/// Stager - keeps one render packet per bounding-volume entity.
///
/// Every frame `stage()` walks the entities holding a `BoundingVolume`:
/// entities without a packet get one built, entities with one get a
/// `smart_refit`. Packets leave the map only when the registry reports that
/// the bounding volume (or its entity) was destroyed, through the observer
/// installed by `connect()`.

use std::sync::{Arc, Mutex, MutexGuard, PoisonError, TryLockError, Weak};
use rustc_hash::FxHashMap;
use crate::error::{Error, Result};
use crate::graphics_device::GpuContext;
use crate::registry::{Connection, Entity, ObserverOwner, Registry};
use crate::staging::{create_render_packet, BoundingVolume, RenderPacket, DEFAULT_REFIT_TOLERANCE};

type PacketMap = FxHashMap<Entity, Box<dyn RenderPacket>>;

/// Packet map shared with the registry's destruction observer
struct SharedPackets {
    map: Mutex<PacketMap>,
    /// Destruction notices that arrived while the map was locked
    pending: Mutex<Vec<Entity>>,
}

impl SharedPackets {
    fn new() -> Self {
        Self {
            map: Mutex::new(FxHashMap::default()),
            pending: Mutex::new(Vec::new()),
        }
    }

    /// Lock the map, applying any deferred releases first
    fn lock(&self) -> MutexGuard<'_, PacketMap> {
        // A panic mid-update leaves at worst a stale packet, which the next
        // stage() refits or prune_orphans() releases
        let mut map = self.map.lock().unwrap_or_else(PoisonError::into_inner);
        let pending = std::mem::take(&mut *self.pending.lock().unwrap_or_else(PoisonError::into_inner));
        for entity in pending {
            if map.remove(&entity).is_some() {
                crate::engine_debug!("continuum::Stager", "Released packet of {:?} (deferred)", entity);
            }
        }
        map
    }

    /// Drop the packet of `entity` without ever blocking
    ///
    /// If the map is locked (a `PacketsView` is alive on this thread, for
    /// instance) the release is queued and applied by the next `lock()`.
    /// Returns true if a packet was released or the release was queued.
    fn release(&self, entity: Entity) -> bool {
        let mut map = match self.map.try_lock() {
            Ok(map) => map,
            Err(TryLockError::Poisoned(poisoned)) => poisoned.into_inner(),
            Err(TryLockError::WouldBlock) => {
                self.pending
                    .lock()
                    .unwrap_or_else(PoisonError::into_inner)
                    .push(entity);
                crate::engine_debug!("continuum::Stager", "Packet map busy, release of {:?} deferred", entity);
                return true;
            }
        };
        let removed = map.remove(&entity).is_some();
        if removed {
            crate::engine_debug!("continuum::Stager", "Released packet of {:?}", entity);
        }
        removed
    }
}

// ============================================================================
// Configuration
// ============================================================================

/// What `stage()` does when one entity's packet cannot be built or refitted
#[derive(Debug, Clone, Copy, PartialEq, Eq, Default)]
pub enum StagingFailurePolicy {
    /// Stop the pass and return the error
    #[default]
    Abort,
    /// Log, drop that entity's packet and continue with the others.
    /// Fatal errors (see `Error::is_fatal`) still abort.
    SkipEntity,
}

/// Stager configuration
#[derive(Debug, Clone, Copy, PartialEq)]
pub struct StagerConfig {
    /// Per-scalar bounds change under which refits are skipped
    pub refit_tolerance: f32,
    pub failure_policy: StagingFailurePolicy,
}

impl Default for StagerConfig {
    fn default() -> Self {
        Self {
            refit_tolerance: DEFAULT_REFIT_TOLERANCE,
            failure_policy: StagingFailurePolicy::Abort,
        }
    }
}

/// What one `stage()` pass did
#[derive(Debug, Clone, Copy, Default, PartialEq, Eq)]
pub struct StageReport {
    /// Packets built this pass
    pub created: usize,
    /// Packets refitted this pass
    pub refitted: usize,
    /// Packets whose bounds were within tolerance
    pub unchanged: usize,
    /// Entities dropped under `StagingFailurePolicy::SkipEntity`
    pub skipped: usize,
}

impl StageReport {
    /// Number of bounding-volume entities visited
    pub fn visited(&self) -> usize {
        self.created + self.refitted + self.unchanged + self.skipped
    }
}

enum StageOutcome {
    Created,
    Refitted,
    Unchanged,
}

// ============================================================================
// Stager
// ============================================================================

pub struct Stager {
    packets: Arc<SharedPackets>,
    config: StagerConfig,
    connection: Option<Connection>,
}

impl Default for Stager {
    fn default() -> Self {
        Self::new(StagerConfig::default())
    }
}

impl Stager {
    pub fn new(config: StagerConfig) -> Self {
        Self {
            packets: Arc::new(SharedPackets::new()),
            config,
            connection: None,
        }
    }

    pub fn config(&self) -> &StagerConfig {
        &self.config
    }

    // ===== DESTRUCTION OBSERVER =====

    /// Install the `BoundingVolume` destruction observer on `registry`
    ///
    /// The observer only holds a weak reference to the packet map: once the
    /// stager is dropped it does nothing, and the registry discards it the
    /// next time it dispatches. Connecting twice replaces nothing and
    /// returns false.
    pub fn connect(&mut self, registry: &mut Registry) -> bool {
        if self.connection.is_some() {
            crate::engine_warn!("continuum::Stager", "Stager already connected to a registry");
            return false;
        }

        let packets: Weak<SharedPackets> = Arc::downgrade(&self.packets);
        let owner: ObserverOwner = packets.clone();
        let connection = registry.on_destroy_owned::<BoundingVolume>(
            owner,
            Arc::new(move |_registry: &Registry, entity: Entity| {
                if let Some(packets) = packets.upgrade() {
                    packets.release(entity);
                }
            }),
        );

        self.connection = Some(connection);
        crate::engine_debug!("continuum::Stager", "Connected to registry");
        true
    }

    /// Remove the observer installed by `connect`
    pub fn disconnect(&mut self, registry: &mut Registry) -> bool {
        match self.connection.take() {
            Some(connection) => {
                let removed = registry.disconnect(connection);
                crate::engine_debug!("continuum::Stager", "Disconnected from registry");
                removed
            }
            None => false,
        }
    }

    pub fn is_connected(&self) -> bool {
        self.connection.is_some()
    }

    /// Drop the packet of an entity whose bounding volume was destroyed
    ///
    /// Never blocks: while a `PacketsView` is alive the release is queued
    /// and applied when the view is gone. Returns false if the entity had
    /// no packet.
    pub fn on_bounds_destroyed(&self, entity: Entity) -> bool {
        self.packets.release(entity)
    }

    // ===== STAGING =====

    /// Build or refit the packet of every bounding-volume entity
    ///
    /// Commands are recorded into `context.encoder`; nothing is submitted.
    /// An entity whose packet fails to build or refit never keeps a packet.
    ///
    /// # Errors
    ///
    /// - `InvalidShape` for an unknown bounding volume style (always)
    /// - any GPU error, unless `failure_policy` is `SkipEntity`
    pub fn stage(&mut self, registry: &Registry, context: &mut GpuContext) -> Result<StageReport> {
        let mut packets = self.packets.lock();
        let mut report = StageReport::default();

        for (entity, volume) in registry.view::<BoundingVolume>() {
            let outcome = if let Some(packet) = packets.get_mut(&entity) {
                packet.smart_refit(context, volume).map(|refitted| {
                    if refitted {
                        StageOutcome::Refitted
                    } else {
                        StageOutcome::Unchanged
                    }
                })
            } else {
                create_render_packet(context, volume, self.config.refit_tolerance).map(|packet| {
                    packets.insert(entity, packet);
                    StageOutcome::Created
                })
            };

            match outcome {
                Ok(StageOutcome::Created) => report.created += 1,
                Ok(StageOutcome::Refitted) => report.refitted += 1,
                Ok(StageOutcome::Unchanged) => report.unchanged += 1,
                Err(err) => {
                    packets.remove(&entity);
                    Self::handle_failure(self.config.failure_policy, entity, err)?;
                    report.skipped += 1;
                }
            }
        }

        crate::engine_trace!(
            "continuum::Stager",
            "Staged {} entities: {} created, {} refitted, {} unchanged, {} skipped",
            report.visited(),
            report.created,
            report.refitted,
            report.unchanged,
            report.skipped
        );

        Ok(report)
    }

    fn handle_failure(policy: StagingFailurePolicy, entity: Entity, err: Error) -> Result<()> {
        if policy == StagingFailurePolicy::SkipEntity && !err.is_fatal() {
            crate::engine_warn!("continuum::Stager", "Skipping {:?}: {}", entity, err);
            return Ok(());
        }
        crate::engine_error!("continuum::Stager", "Staging aborted at {:?}: {}", entity, err);
        Err(err)
    }

    // ===== ACCESS =====

    /// Read-only view of the packets
    ///
    /// The view locks the map. Destruction notices received while it is
    /// alive are applied once it is dropped, so the view may still show a
    /// packet whose bounding volume is already gone.
    pub fn get_packets(&self) -> PacketsView<'_> {
        PacketsView {
            packets: self.packets.lock(),
        }
    }

    /// Release packets whose entity lost its bounding volume without notice
    ///
    /// Returns the number of packets released.
    pub fn prune_orphans(&mut self, registry: &Registry) -> usize {
        let mut packets = self.packets.lock();
        let before = packets.len();
        packets.retain(|entity, _| {
            let staged = registry.has::<BoundingVolume>(*entity);
            if !staged {
                crate::engine_warn!(
                    "continuum::Stager",
                    "Releasing orphan packet of {:?} (no destruction notice received)",
                    entity
                );
            }
            staged
        });
        before - packets.len()
    }

    /// Release every packet
    pub fn clear(&mut self) -> usize {
        let mut packets = self.packets.lock();
        let count = packets.len();
        packets.clear();
        count
    }
}

// ============================================================================
// PacketsView
// ============================================================================

/// Read-only access to the staged packets
pub struct PacketsView<'a> {
    packets: MutexGuard<'a, PacketMap>,
}

impl<'a> PacketsView<'a> {
    pub fn get(&self, entity: Entity) -> Option<&dyn RenderPacket> {
        self.packets.get(&entity).map(|p| p.as_ref())
    }

    pub fn contains(&self, entity: Entity) -> bool {
        self.packets.contains_key(&entity)
    }

    pub fn len(&self) -> usize {
        self.packets.len()
    }

    pub fn is_empty(&self) -> bool {
        self.packets.is_empty()
    }

    /// Iterate over `(entity, packet)` pairs (unspecified order)
    pub fn iter(&self) -> impl Iterator<Item = (Entity, &dyn RenderPacket)> + '_ {
        self.packets.iter().map(|(entity, packet)| (*entity, packet.as_ref()))
    }

    pub fn entities(&self) -> impl Iterator<Item = Entity> + '_ {
        self.packets.keys().copied()
    }
}

#[cfg(test)]
#[path = "stager_tests.rs"]
mod tests;
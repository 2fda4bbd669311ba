/*!
# Continuum Engine

Core traits and types for the Continuum entity-driven renderer.

This crate keeps GPU acceleration structures in step with the entities of a
scene. Backends (Vulkan, ...) implement the device traits; the staging layer
only talks to the traits, so it runs unchanged against the mock device in tests.

## Architecture

- **GraphicsDevice**: Factory trait for buffers, acceleration structures and command lists
- **CommandList**: Records acceleration structure builds and refits
- **Registry**: Entities, components and destruction observers
- **RenderPacket**: GPU state of one entity (bounds buffer + acceleration structure)
- **Stager**: One render packet per bounding-volume entity, rebuilt or refitted every frame
- **FrameDriver**: begin, stage, end, submit

Backend implementations provide concrete types that implement the device traits.
*/

// Internal modules
mod error;
mod engine;
pub mod log;
pub mod graphics_device;
pub mod registry;
pub mod staging;
pub mod frame;

// Main continuum namespace module
pub mod continuum {
    // Error types
    pub use crate::error::{Error, Result};

    // Engine singleton
    pub use crate::engine::Engine;

    // Graphics device factory trait
    pub use crate::graphics_device::GraphicsDevice;

    // Logging sub-module (types only, NOT macros)
    pub mod log {
        pub use crate::log::{Logger, LogEntry, LogSeverity, DefaultLogger};
    }

    // Render sub-module with all GPU abstraction types
    pub mod render {
        pub use crate::graphics_device::*;
    }

    // Entity registry sub-module
    pub mod registry {
        pub use crate::registry::*;
    }

    // Staging sub-module
    pub mod staging {
        pub use crate::staging::*;
    }

    // Frame sub-module
    pub mod frame {
        pub use crate::frame::*;
    }
}

// Re-export math library at crate root
pub use glam;
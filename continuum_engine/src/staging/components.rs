/// Scene components read by the stager

use glam::Vec3;
use crate::error::{Error, Result};

/// Entity position (no hierarchy)
#[derive(Debug, Clone, Copy, PartialEq, Default)]
pub struct Transform {
    pub position: Vec3,
}

impl Transform {
    pub fn from_position(position: Vec3) -> Self {
        Self { position }
    }
}

/// Shape of a bounding volume
#[derive(Debug, Clone, Copy, PartialEq, Eq, Hash)]
#[repr(u8)]
pub enum BoundingVolumeStyle {
    /// `extent` is the radius
    Sphere = 0,
}

impl TryFrom<u8> for BoundingVolumeStyle {
    type Error = Error;

    fn try_from(style: u8) -> Result<Self> {
        match style {
            0 => Ok(BoundingVolumeStyle::Sphere),
            _ => Err(Error::InvalidShape { style }),
        }
    }
}

/// Bounding volume component, as authored
///
/// The style is kept as its raw tag so that data written by newer or
/// corrupt producers still reaches the staging code, which rejects it.
#[derive(Debug, Clone, Copy, PartialEq)]
pub struct BoundingVolume {
    /// Shape-dependent size (radius for spheres)
    pub extent: f32,
    /// Raw `BoundingVolumeStyle` tag
    pub style: u8,
}

impl BoundingVolume {
    pub fn sphere(radius: f32) -> Self {
        Self {
            extent: radius,
            style: BoundingVolumeStyle::Sphere as u8,
        }
    }

    /// Decoded style
    ///
    /// # Errors
    ///
    /// `InvalidShape` if the tag is unknown
    pub fn style(&self) -> Result<BoundingVolumeStyle> {
        BoundingVolumeStyle::try_from(self.style)
    }
}
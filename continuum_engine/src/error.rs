//! Error types for the Continuum engine
//!
//! This module defines the error types used throughout the engine,
//! including device initialization, GPU resource allocation and staging.

use std::fmt;

/// Result type for Continuum engine operations
pub type Result<T> = std::result::Result<T, Error>;

/// Continuum engine errors
#[derive(Debug, Clone)]
pub enum Error {
    /// Backend-specific error (Vulkan, etc.)
    BackendError(String),

    /// Out of GPU memory
    OutOfMemory,

    /// A GPU object (buffer, acceleration structure, command list) could not be created
    ResourceAllocation(String),

    /// Bounding volume style tag not recognized
    InvalidShape {
        /// Raw style tag carried by the component
        style: u8,
    },

    /// Invalid resource (wrong usage, too small, unknown entity, etc.)
    InvalidResource(String),

    /// Initialization failed (engine, graphics device, subsystems)
    InitializationFailed(String),
}

impl Error {
    /// Whether this error must terminate the frame loop.
    ///
    /// A shape error means the scene data itself is corrupt, so no later
    /// frame can succeed either.
    pub fn is_fatal(&self) -> bool {
        matches!(
            self,
            Error::InvalidShape { .. } | Error::InitializationFailed(_) | Error::OutOfMemory
        )
    }
}

impl fmt::Display for Error {
    fn fmt(&self, f: &mut fmt::Formatter<'_>) -> fmt::Result {
        match self {
            Error::BackendError(msg) => write!(f, "Backend error: {}", msg),
            Error::OutOfMemory => write!(f, "Out of GPU memory"),
            Error::ResourceAllocation(msg) => write!(f, "Resource allocation failed: {}", msg),
            Error::InvalidShape { style } => write!(f, "Invalid bounding volume style: {}", style),
            Error::InvalidResource(msg) => write!(f, "Invalid resource: {}", msg),
            Error::InitializationFailed(msg) => write!(f, "Initialization failed: {}", msg),
        }
    }
}

impl std::error::Error for Error {}

#[cfg(test)]
#[path = "error_tests.rs"]
mod tests;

**********

The problem: If a line in the entries above contains the word "traits", copy it.

Worked solution:
Core traits and types for the Continuum entity-driven renderer.
scene. Backends (Vulkan, ...) implement the device traits; the staging layer
only talks to the traits, so it runs unchanged against the mock device in tests.
Backend implementations provide concrete types that implement the device traits.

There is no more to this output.